Your task: What lines in the material hold the string "flag"? Return every one of them.

Information provided:
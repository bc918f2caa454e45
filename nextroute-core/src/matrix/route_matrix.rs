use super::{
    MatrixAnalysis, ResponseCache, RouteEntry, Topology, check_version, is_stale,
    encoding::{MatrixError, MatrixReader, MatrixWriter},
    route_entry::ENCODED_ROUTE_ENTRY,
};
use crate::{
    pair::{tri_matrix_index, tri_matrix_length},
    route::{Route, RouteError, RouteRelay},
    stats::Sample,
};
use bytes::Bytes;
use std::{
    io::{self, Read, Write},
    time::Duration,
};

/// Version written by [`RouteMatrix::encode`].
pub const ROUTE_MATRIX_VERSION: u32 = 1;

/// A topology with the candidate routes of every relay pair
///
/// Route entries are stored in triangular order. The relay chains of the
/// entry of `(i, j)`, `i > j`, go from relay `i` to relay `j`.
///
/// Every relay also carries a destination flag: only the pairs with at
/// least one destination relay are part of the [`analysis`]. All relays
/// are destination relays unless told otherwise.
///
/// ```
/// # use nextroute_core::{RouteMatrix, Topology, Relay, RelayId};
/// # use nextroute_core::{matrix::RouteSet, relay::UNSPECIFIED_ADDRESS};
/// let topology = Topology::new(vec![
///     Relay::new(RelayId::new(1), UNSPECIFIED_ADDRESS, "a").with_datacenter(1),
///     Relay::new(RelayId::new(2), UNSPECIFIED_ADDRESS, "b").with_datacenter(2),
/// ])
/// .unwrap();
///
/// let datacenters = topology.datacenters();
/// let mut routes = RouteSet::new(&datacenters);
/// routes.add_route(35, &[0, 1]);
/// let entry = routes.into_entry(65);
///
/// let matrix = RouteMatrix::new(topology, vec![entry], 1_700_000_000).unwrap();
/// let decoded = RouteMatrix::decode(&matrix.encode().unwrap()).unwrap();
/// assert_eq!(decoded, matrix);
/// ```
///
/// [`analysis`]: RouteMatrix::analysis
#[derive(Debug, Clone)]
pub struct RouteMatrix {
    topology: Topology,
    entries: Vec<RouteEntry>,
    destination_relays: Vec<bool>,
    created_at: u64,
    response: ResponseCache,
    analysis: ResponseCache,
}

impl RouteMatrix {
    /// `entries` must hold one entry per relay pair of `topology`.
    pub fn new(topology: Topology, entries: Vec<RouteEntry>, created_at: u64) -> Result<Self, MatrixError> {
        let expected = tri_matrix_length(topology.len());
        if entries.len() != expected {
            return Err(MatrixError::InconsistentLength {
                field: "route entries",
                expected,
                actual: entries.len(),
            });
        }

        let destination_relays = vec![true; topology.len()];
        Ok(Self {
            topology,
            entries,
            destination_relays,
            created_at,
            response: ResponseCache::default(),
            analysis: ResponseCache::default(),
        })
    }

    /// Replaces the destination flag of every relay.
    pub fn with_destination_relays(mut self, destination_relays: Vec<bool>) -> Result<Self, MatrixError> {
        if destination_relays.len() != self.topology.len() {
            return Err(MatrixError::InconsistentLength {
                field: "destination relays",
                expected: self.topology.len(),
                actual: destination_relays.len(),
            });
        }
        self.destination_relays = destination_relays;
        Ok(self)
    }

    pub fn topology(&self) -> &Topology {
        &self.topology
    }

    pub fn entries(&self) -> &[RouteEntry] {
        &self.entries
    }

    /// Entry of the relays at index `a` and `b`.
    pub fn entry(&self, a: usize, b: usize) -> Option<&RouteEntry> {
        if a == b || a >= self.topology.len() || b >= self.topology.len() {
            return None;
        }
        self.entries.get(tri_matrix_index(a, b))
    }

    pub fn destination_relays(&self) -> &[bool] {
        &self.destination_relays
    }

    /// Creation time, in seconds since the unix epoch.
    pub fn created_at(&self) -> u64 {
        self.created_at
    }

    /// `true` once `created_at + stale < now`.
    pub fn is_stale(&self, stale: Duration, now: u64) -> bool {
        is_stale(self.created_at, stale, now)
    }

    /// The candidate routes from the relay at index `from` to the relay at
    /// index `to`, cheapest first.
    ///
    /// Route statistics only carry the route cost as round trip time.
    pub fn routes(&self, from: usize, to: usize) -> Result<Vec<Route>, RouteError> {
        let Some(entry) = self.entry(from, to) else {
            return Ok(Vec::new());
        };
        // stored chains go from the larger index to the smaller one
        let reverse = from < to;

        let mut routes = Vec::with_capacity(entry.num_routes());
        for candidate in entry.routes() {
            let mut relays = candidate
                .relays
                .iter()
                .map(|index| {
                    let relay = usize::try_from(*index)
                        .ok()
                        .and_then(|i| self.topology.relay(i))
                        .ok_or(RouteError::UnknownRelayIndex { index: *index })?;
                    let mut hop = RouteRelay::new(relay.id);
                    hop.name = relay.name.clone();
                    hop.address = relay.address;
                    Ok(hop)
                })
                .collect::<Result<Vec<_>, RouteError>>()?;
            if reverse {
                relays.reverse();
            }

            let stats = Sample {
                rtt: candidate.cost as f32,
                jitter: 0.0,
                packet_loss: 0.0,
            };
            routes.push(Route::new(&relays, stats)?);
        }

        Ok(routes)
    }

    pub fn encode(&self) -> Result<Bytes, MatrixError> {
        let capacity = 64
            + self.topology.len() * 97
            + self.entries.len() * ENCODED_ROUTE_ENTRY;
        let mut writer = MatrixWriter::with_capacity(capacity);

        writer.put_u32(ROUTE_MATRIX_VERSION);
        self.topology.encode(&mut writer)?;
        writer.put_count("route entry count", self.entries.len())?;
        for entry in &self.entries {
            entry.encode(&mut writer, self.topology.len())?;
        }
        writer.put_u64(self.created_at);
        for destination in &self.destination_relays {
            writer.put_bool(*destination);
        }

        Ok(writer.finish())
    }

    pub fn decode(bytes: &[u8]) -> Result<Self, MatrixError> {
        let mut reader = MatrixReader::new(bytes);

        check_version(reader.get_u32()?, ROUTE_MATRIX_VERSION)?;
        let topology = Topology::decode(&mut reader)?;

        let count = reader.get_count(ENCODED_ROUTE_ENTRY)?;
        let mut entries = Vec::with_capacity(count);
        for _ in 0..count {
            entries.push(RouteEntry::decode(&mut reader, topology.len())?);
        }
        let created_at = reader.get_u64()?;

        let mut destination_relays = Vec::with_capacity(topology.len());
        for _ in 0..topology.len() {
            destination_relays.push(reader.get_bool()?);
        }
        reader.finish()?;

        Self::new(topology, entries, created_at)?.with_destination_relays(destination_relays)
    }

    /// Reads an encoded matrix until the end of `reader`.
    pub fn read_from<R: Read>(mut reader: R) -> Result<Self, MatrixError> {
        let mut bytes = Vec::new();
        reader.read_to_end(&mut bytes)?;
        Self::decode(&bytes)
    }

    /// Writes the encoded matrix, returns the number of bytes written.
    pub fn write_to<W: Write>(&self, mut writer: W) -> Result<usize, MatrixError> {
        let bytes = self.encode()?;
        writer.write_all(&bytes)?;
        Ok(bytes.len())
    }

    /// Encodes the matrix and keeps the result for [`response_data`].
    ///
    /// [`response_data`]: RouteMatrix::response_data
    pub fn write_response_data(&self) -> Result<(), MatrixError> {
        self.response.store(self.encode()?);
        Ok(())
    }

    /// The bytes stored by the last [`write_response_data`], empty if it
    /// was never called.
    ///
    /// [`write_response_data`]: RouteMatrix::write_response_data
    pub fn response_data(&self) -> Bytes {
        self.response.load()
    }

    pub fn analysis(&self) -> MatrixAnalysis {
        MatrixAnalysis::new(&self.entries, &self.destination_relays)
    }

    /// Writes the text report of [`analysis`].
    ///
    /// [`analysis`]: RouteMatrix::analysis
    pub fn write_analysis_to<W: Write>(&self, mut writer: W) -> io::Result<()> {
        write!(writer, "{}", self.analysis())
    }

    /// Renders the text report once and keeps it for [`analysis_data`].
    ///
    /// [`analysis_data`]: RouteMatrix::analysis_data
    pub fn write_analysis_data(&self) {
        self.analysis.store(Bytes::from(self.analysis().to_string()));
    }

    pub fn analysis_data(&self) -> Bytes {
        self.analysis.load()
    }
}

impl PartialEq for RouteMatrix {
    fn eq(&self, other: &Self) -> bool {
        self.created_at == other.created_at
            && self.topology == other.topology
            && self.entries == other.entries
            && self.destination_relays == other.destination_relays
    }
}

Reply to the task:
/// Every relay also carries a destination flag: only the pairs with at
    /// Replaces the destination flag of every relay.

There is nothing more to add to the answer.